DATA EXCERPTS:
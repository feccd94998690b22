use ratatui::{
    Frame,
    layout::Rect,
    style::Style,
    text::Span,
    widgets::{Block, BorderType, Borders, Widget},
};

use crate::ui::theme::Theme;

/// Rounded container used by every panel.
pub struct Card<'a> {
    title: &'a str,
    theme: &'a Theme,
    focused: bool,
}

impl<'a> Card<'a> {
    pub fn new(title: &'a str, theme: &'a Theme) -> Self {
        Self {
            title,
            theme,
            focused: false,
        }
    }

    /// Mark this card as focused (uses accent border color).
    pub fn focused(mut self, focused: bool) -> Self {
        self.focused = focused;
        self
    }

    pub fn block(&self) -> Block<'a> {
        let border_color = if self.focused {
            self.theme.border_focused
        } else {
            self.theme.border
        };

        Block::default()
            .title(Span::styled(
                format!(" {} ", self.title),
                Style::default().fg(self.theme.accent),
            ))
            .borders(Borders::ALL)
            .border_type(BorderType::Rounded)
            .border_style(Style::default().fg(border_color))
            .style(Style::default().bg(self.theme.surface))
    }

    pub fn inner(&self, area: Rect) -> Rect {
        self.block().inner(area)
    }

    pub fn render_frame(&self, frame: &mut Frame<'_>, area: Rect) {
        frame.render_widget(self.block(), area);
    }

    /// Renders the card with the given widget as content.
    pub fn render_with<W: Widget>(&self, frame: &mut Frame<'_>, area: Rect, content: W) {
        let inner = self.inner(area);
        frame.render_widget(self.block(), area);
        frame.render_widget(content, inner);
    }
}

TASK TO COMPLETE: All entries above are to be reproduced exactly.

RESULT OF THE EXERCISE:
repository feccd94998690b22
use ratatui::{
    Frame,
    layout::Rect,
    style::Style,
    text::Span,
    widgets::{Block, BorderType, Borders, Widget},
};

use crate::ui::theme::Theme;

/// Rounded container used by every panel.
pub struct Card<'a> {
    title: &'a str,
    theme: &'a Theme,
    focused: bool,
}

impl<'a> Card<'a> {
    pub fn new(title: &'a str, theme: &'a Theme) -> Self {
        Self {
            title,
            theme,
            focused: false,
        }
    }

    /// Mark this card as focused (uses accent border color).
    pub fn focused(mut self, focused: bool) -> Self {
        self.focused = focused;
        self
    }

    pub fn block(&self) -> Block<'a> {
        let border_color = if self.focused {
            self.theme.border_focused
        } else {
            self.theme.border
        };

        Block::default()
            .title(Span::styled(
                format!(" {} ", self.title),
                Style::default().fg(self.theme.accent),
            ))
            .borders(Borders::ALL)
            .border_type(BorderType::Rounded)
            .border_style(Style::default().fg(border_color))
            .style(Style::default().bg(self.theme.surface))
    }

    pub fn inner(&self, area: Rect) -> Rect {
        self.block().inner(area)
    }

    pub fn render_frame(&self, frame: &mut Frame<'_>, area: Rect) {
        frame.render_widget(self.block(), area);
    }

    /// Renders the card with the given widget as content.
    pub fn render_with<W: Widget>(&self, frame: &mut Frame<'_>, area: Rect, content: W) {
        let inner = self.inner(area);
        frame.render_widget(self.block(), area);
        frame.render_widget(content, inner);
    }
}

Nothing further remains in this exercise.